> **THE TASK**
Return the count of lines in the records that include the string "SessionEvent", and nothing besides it.

> **RECORDS FOR THIS EXERCISE**
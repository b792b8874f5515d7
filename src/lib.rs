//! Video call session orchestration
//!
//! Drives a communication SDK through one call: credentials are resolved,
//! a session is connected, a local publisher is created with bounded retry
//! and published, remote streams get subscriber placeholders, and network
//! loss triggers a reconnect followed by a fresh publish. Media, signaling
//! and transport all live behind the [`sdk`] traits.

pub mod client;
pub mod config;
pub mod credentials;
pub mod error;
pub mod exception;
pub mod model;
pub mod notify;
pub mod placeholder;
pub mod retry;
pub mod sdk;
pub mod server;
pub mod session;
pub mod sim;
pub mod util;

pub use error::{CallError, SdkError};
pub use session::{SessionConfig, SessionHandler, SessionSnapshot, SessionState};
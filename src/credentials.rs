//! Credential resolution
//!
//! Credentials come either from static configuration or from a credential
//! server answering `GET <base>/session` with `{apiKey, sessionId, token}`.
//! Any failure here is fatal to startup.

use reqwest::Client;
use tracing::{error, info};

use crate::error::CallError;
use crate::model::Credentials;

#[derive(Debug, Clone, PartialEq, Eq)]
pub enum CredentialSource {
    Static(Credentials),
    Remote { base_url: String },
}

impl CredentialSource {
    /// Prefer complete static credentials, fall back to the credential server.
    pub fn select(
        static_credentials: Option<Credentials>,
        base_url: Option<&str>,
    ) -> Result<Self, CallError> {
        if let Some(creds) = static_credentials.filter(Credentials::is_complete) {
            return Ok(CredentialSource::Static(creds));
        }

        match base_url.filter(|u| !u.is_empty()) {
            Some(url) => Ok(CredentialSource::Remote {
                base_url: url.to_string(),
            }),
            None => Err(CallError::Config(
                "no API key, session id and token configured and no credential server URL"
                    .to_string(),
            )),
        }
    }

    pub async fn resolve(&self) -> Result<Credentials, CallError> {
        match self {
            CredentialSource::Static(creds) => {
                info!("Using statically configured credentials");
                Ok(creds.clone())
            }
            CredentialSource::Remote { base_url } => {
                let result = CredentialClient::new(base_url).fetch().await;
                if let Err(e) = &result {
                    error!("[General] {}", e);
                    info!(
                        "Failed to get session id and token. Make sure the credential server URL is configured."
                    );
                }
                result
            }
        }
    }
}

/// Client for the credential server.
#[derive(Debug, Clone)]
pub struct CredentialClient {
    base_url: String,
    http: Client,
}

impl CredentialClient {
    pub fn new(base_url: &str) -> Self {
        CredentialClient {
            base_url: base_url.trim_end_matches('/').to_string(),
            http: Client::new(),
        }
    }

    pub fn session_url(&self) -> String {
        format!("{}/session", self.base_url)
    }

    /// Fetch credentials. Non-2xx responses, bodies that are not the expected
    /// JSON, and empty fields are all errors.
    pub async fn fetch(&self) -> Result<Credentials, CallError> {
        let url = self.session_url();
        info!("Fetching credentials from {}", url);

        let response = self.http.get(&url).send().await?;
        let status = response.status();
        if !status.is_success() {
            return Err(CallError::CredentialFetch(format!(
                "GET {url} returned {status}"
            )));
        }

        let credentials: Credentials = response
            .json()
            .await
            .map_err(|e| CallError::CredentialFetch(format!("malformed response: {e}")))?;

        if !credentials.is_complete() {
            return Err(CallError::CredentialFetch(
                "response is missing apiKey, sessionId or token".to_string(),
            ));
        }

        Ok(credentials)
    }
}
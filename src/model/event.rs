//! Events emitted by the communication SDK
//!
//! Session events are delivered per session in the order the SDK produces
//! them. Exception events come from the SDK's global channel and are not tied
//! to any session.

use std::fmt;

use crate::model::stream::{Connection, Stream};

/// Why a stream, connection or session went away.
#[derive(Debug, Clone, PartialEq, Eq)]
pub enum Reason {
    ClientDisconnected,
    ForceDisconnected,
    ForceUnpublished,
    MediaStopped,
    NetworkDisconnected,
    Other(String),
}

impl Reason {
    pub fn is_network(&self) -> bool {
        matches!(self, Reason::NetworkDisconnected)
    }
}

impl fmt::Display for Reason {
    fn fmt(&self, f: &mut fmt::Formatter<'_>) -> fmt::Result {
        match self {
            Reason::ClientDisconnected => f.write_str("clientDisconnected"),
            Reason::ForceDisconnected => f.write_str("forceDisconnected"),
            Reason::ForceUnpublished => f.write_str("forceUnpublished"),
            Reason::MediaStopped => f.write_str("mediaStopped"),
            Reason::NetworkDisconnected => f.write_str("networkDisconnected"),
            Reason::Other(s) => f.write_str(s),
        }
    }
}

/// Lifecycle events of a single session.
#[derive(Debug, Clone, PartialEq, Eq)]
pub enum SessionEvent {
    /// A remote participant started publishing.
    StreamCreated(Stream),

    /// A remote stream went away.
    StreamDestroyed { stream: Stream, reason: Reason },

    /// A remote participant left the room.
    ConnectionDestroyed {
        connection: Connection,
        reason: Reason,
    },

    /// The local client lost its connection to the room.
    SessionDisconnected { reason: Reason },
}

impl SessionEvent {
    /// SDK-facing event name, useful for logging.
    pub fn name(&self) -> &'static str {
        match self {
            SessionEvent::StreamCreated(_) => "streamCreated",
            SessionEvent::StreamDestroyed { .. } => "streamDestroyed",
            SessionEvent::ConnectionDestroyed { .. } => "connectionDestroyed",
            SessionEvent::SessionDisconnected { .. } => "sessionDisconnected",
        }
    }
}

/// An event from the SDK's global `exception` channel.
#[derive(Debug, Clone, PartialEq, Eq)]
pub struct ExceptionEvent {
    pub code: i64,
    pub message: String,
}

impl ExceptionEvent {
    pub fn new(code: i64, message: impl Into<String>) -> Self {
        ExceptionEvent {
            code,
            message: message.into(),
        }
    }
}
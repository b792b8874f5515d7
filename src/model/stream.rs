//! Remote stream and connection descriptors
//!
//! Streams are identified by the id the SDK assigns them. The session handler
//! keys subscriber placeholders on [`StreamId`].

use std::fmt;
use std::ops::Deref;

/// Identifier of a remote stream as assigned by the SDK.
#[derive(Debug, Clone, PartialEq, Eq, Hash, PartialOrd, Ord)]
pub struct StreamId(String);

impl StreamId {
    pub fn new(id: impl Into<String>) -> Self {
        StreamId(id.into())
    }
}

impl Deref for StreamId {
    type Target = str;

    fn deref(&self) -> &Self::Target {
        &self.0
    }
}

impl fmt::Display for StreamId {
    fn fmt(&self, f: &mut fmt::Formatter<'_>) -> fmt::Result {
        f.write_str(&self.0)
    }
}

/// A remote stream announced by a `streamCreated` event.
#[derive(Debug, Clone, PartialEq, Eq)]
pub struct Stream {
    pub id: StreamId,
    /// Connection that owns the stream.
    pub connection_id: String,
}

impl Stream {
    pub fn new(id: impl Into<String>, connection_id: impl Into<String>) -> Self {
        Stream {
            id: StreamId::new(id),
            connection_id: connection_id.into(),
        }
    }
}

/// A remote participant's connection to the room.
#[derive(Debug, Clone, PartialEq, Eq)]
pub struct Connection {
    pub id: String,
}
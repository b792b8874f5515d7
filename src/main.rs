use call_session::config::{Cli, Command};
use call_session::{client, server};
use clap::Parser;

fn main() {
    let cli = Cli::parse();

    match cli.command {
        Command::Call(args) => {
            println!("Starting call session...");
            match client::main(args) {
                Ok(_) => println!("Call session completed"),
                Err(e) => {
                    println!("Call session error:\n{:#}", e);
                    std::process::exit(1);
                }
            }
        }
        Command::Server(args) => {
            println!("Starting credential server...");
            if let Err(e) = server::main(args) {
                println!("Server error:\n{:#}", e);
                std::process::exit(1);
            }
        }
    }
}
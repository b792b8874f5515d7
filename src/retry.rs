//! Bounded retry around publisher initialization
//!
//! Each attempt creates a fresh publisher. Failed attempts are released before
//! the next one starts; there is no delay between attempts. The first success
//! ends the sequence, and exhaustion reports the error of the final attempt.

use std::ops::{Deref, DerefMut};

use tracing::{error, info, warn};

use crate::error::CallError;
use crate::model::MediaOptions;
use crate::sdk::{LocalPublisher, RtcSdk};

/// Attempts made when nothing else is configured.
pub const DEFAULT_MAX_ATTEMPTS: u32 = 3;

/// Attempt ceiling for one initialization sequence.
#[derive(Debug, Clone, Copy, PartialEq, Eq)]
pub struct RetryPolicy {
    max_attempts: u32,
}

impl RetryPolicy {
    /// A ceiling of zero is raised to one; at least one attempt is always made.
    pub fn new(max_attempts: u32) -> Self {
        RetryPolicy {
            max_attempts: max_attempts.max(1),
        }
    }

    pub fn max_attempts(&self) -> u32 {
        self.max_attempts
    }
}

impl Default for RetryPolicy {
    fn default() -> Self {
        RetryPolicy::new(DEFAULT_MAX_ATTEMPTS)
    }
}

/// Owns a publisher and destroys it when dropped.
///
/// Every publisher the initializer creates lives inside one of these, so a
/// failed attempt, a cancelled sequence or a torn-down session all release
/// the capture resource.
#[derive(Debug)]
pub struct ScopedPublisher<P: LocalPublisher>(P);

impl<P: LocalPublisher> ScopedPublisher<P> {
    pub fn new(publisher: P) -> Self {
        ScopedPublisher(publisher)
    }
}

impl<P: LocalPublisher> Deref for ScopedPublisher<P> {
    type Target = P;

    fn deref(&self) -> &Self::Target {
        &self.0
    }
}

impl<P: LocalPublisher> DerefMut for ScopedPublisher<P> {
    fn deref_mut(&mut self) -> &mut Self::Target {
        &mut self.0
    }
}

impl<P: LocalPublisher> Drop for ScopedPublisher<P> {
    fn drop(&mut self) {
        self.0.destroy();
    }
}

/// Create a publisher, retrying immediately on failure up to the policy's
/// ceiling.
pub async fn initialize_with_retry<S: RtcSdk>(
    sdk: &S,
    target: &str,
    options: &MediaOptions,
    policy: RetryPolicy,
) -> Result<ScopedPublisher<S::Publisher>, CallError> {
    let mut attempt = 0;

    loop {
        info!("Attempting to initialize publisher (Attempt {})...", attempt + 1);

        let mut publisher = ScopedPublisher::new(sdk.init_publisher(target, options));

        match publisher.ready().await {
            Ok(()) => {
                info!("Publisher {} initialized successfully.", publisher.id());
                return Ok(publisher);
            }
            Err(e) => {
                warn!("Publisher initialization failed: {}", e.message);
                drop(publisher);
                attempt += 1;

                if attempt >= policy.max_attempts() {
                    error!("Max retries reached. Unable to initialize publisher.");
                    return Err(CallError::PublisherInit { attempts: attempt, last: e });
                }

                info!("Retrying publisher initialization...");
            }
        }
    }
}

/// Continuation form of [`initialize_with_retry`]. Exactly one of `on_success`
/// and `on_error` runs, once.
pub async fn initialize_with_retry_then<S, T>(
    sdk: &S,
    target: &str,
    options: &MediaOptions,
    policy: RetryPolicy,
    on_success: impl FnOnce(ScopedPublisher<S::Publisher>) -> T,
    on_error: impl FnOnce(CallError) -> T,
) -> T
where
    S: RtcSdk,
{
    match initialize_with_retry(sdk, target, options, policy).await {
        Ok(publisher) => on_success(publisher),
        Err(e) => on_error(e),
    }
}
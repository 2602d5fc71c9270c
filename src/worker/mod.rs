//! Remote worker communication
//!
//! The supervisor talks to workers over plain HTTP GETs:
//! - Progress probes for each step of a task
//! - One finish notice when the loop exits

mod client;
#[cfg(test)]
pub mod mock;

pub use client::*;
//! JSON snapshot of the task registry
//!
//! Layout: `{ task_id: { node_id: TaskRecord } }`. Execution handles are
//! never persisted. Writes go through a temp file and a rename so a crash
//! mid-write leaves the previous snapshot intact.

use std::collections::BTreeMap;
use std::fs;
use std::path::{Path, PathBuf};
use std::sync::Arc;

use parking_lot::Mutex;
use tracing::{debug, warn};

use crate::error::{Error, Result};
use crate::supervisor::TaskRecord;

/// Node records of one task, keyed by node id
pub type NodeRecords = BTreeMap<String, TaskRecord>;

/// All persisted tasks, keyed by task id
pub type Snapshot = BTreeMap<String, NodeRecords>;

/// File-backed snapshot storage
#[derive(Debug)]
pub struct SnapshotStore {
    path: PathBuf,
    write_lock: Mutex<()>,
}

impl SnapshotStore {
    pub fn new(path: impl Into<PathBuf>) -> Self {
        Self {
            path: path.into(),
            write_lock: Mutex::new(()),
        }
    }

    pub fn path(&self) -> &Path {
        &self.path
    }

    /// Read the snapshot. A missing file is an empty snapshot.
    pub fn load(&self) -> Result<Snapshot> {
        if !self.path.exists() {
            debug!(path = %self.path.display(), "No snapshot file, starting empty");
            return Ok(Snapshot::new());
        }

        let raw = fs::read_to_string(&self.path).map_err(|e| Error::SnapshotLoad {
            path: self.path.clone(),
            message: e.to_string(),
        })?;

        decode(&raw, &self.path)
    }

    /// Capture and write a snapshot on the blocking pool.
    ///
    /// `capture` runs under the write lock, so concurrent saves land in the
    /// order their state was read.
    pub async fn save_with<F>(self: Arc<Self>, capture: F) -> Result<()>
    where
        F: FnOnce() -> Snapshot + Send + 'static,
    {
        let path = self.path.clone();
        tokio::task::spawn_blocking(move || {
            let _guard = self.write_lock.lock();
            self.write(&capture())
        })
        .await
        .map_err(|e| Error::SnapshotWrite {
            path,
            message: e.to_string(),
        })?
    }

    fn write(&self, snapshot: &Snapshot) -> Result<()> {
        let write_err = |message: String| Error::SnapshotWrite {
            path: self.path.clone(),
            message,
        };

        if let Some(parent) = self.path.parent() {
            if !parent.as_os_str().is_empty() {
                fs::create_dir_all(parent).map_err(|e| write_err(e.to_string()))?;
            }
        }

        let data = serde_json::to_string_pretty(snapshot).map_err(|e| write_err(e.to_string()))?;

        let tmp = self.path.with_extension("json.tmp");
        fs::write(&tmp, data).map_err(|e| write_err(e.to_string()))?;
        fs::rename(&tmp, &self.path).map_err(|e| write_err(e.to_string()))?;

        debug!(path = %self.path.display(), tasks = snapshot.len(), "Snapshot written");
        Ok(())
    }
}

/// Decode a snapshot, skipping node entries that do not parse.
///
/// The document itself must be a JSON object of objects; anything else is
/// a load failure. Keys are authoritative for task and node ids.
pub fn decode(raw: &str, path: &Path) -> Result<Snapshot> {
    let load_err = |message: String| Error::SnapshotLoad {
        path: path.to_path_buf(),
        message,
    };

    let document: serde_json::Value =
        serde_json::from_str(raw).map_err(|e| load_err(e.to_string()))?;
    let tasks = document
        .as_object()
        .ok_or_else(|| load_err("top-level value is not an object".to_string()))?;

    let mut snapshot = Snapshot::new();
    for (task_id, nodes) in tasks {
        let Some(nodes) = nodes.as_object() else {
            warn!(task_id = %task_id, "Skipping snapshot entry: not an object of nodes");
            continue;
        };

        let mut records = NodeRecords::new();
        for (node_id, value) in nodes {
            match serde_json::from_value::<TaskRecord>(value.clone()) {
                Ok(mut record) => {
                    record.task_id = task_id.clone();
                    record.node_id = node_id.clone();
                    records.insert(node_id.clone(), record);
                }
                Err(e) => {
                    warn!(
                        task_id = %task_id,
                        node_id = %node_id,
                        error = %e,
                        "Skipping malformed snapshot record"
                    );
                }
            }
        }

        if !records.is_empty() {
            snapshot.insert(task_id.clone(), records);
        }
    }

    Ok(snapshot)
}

> **EXERCISE RESPONSE**
6